China to open antitrust inquiry into Didi-Uber deal
Didi Chuxing and Uber's $35bn merger is set to be investigated by Chinese antitrust regulators over whether the deal complies with competition legislation in the country.
Uber agreed to the sale of its Chinese unit in July after a long and costly war of competition between the two companies. Didi will acquire Uber's operations, with investors of the US company receiving a 20% stake.
A debate has emerged regarding the regulation of such internet businesses, and China became the biggest marketplace to formally legalise the sector last month.
The Ministry of Commerce is leading the investigation, following on from "complaints" surrounding the legality of the deal, and whether it would create a monopoly in the market.
Information has been requested by the ministry from both companies, in order to "understand the online ride-hailing business model and the sector’s competitive environment," said spokesman Shen Danyang.
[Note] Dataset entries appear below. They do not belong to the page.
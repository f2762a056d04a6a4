//! Signed 32-bit result codes.
//!
//! The high bit encodes failure: zero and positive values are success,
//! negative values are failures. Well-known failure codes reuse the values
//! of the corresponding Windows HRESULTs, so codes are interchangeable with
//! components from that lineage; codes built from a 16-bit OS error follow
//! the `0x80070000 | code` convention.
//!
//! There is exactly one success code. Specific failure codes are diagnostic;
//! programmatically relevant failure modes belong in a domain enum or a
//! boolean result, not in control flow keyed on these constants.

use std::fmt;

use thiserror::Error;

/// A 32-bit signed result code; negative values are failures.
#[derive(Clone, Copy, PartialEq, Eq, Hash, Default)]
pub struct Hresult(pub i32);

impl Hresult {
    /// The single canonical success code.
    pub const OK: Hresult = Hresult(0);

    /// Operation is pending.
    pub const FAILURE_PENDING: Hresult = Hresult::from_bits(0x8000_000A);
    /// There is no implementation to invoke.
    pub const FAILURE_NOT_IMPLEMENTED: Hresult = Hresult::from_bits(0x8000_4001);
    /// The object does not support the requested interface.
    pub const FAILURE_NO_INTERFACE: Hresult = Hresult::from_bits(0x8000_4002);
    /// Operation aborted.
    pub const FAILURE_ABORT: Hresult = Hresult::from_bits(0x8000_4004);
    /// Unspecified failure.
    pub const FAILURE_UNSPECIFIED: Hresult = Hresult::from_bits(0x8000_4005);
    /// Unexpected internal failure.
    pub const FAILURE_UNEXPECTED: Hresult = Hresult::from_bits(0x8000_FFFF);
    /// Access denied.
    pub const FAILURE_ACCESS_DENIED: Hresult = Hresult::from_win32(5);
    /// Invalid handle.
    pub const FAILURE_INVALID_HANDLE: Hresult = Hresult::from_win32(6);
    /// Invalid data.
    pub const FAILURE_INVALID_DATA: Hresult = Hresult::from_win32(13);
    /// Memory could not be obtained.
    pub const FAILURE_OUT_OF_MEMORY: Hresult = Hresult::from_win32(14);
    /// Device or resource not ready.
    pub const FAILURE_NOT_READY: Hresult = Hresult::from_win32(21);
    /// Bad command.
    pub const FAILURE_BAD_COMMAND: Hresult = Hresult::from_win32(22);
    /// The request is not supported.
    pub const FAILURE_NOT_SUPPORTED: Hresult = Hresult::from_win32(50);
    /// A caller-supplied argument was rejected.
    pub const FAILURE_INVALID_ARGUMENT: Hresult = Hresult::from_win32(87);
    /// The supplied buffer is too small.
    pub const FAILURE_INSUFFICIENT_BUFFER: Hresult = Hresult::from_win32(122);
    /// More data is available than was returned.
    pub const FAILURE_MORE_DATA: Hresult = Hresult::from_win32(234);
    /// No more items to enumerate.
    pub const FAILURE_NO_MORE_ITEMS: Hresult = Hresult::from_win32(259);
    /// The operation was aborted.
    pub const FAILURE_OPERATION_ABORTED: Hresult = Hresult::from_win32(995);
    /// An I/O operation is in progress.
    pub const FAILURE_IO_PENDING: Hresult = Hresult::from_win32(997);
    /// A lookup found nothing.
    pub const FAILURE_NOT_FOUND: Hresult = Hresult::from_win32(1168);
    /// The operation was cancelled.
    pub const FAILURE_CANCELLED: Hresult = Hresult::from_win32(1223);
    /// A driver process terminated.
    pub const FAILURE_DRIVER_PROCESS_TERMINATED: Hresult = Hresult::from_win32(1291);
    /// The device was removed.
    pub const FAILURE_DEVICE_REMOVED: Hresult = Hresult::from_win32(1617);
    /// The target is not connected.
    pub const FAILURE_NOT_CONNECTED: Hresult = Hresult::from_win32(2250);

    /// Builds a code from its raw 32-bit pattern.
    pub const fn from_bits(bits: u32) -> Hresult {
        Hresult(bits as i32)
    }

    /// The raw 32-bit pattern of this code.
    pub const fn to_bits(self) -> u32 {
        self.0 as u32
    }

    /// The failure code carrying a 16-bit OS error (`0x80070000 | code`).
    ///
    /// Code 0 is the OS success value and has no failure encoding; passing
    /// it is a caller bug (build failure in const contexts, panic at run
    /// time).
    pub const fn from_win32(code: u16) -> Hresult {
        if code == 0 {
            panic!("OS error code 0 is success and has no failure encoding");
        }
        Hresult((0x8007_0000 | code as u32) as i32)
    }

    /// True for zero and positive codes.
    pub const fn is_success(self) -> bool {
        self.0 >= 0
    }

    /// True for negative codes.
    pub const fn is_failure(self) -> bool {
        self.0 < 0
    }

    /// `Ok(())` on success, the carried failure otherwise; the `?`-friendly
    /// way to promote a code into Rust error handling.
    pub fn ok(self) -> Result<(), HresultError> {
        if self.is_success() {
            Ok(())
        } else {
            Err(HresultError(self))
        }
    }

    /// Unwinds with an [`HresultError`] payload when `self` is a failure,
    /// for code that crosses frames by panic rather than by `?`. The
    /// boundary guard in [`crate::error`] recognizes the payload and
    /// restores the code.
    pub fn throw_if_failure(self) {
        if self.is_failure() {
            std::panic::panic_any(HresultError(self));
        }
    }
}

impl fmt::Display for Hresult {
    fn fmt(&self, f: &mut fmt::Formatter<'_>) -> fmt::Result {
        write!(f, "0x{:08X}", self.to_bits())
    }
}

impl fmt::Debug for Hresult {
    fn fmt(&self, f: &mut fmt::Formatter<'_>) -> fmt::Result {
        write!(f, "Hresult(0x{:08X})", self.to_bits())
    }
}

/// Error value carrying a single failing result code.
///
/// This is the unwinding currency between result-code land and Rust error
/// handling: [`Hresult::ok`] produces it, `?` propagates it, and
/// [`crate::catch_hresult`] turns it back into a bare code at the boundary.
#[derive(Debug, Clone, Copy, PartialEq, Eq, Error)]
#[error("operation failed with result code {0}")]
pub struct HresultError(Hresult);

impl HresultError {
    /// Wraps a failure code.
    ///
    /// Wrapping a success code is a caller bug severe enough that the
    /// process terminates: a "failed successfully" value crossing the ABI
    /// corrupts every caller's error handling downstream.
    pub fn new(code: Hresult) -> Self {
        if code.is_success() {
            std::process::abort();
        }
        Self(code)
    }

    /// The carried failure code.
    pub const fn code(self) -> Hresult {
        self.0
    }
}

impl From<HresultError> for Hresult {
    fn from(e: HresultError) -> Hresult {
        e.code()
    }
}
Most industry experts do not see the investigation causing any significant disruption to the deal, apart from a short time delay.
The move, however, does seem to be an attempt by the Chinese authorities to maintain a tough stance against companies that do not seek prior approval ahead of such transactions. Both companies have remarked that they have not crossed the turnover thresholds required for such a notification.
Didi is rated as one of the world's most valuable startups with an estimated worth of $28bn, bigger than the likes of AirBnB and Snapchat.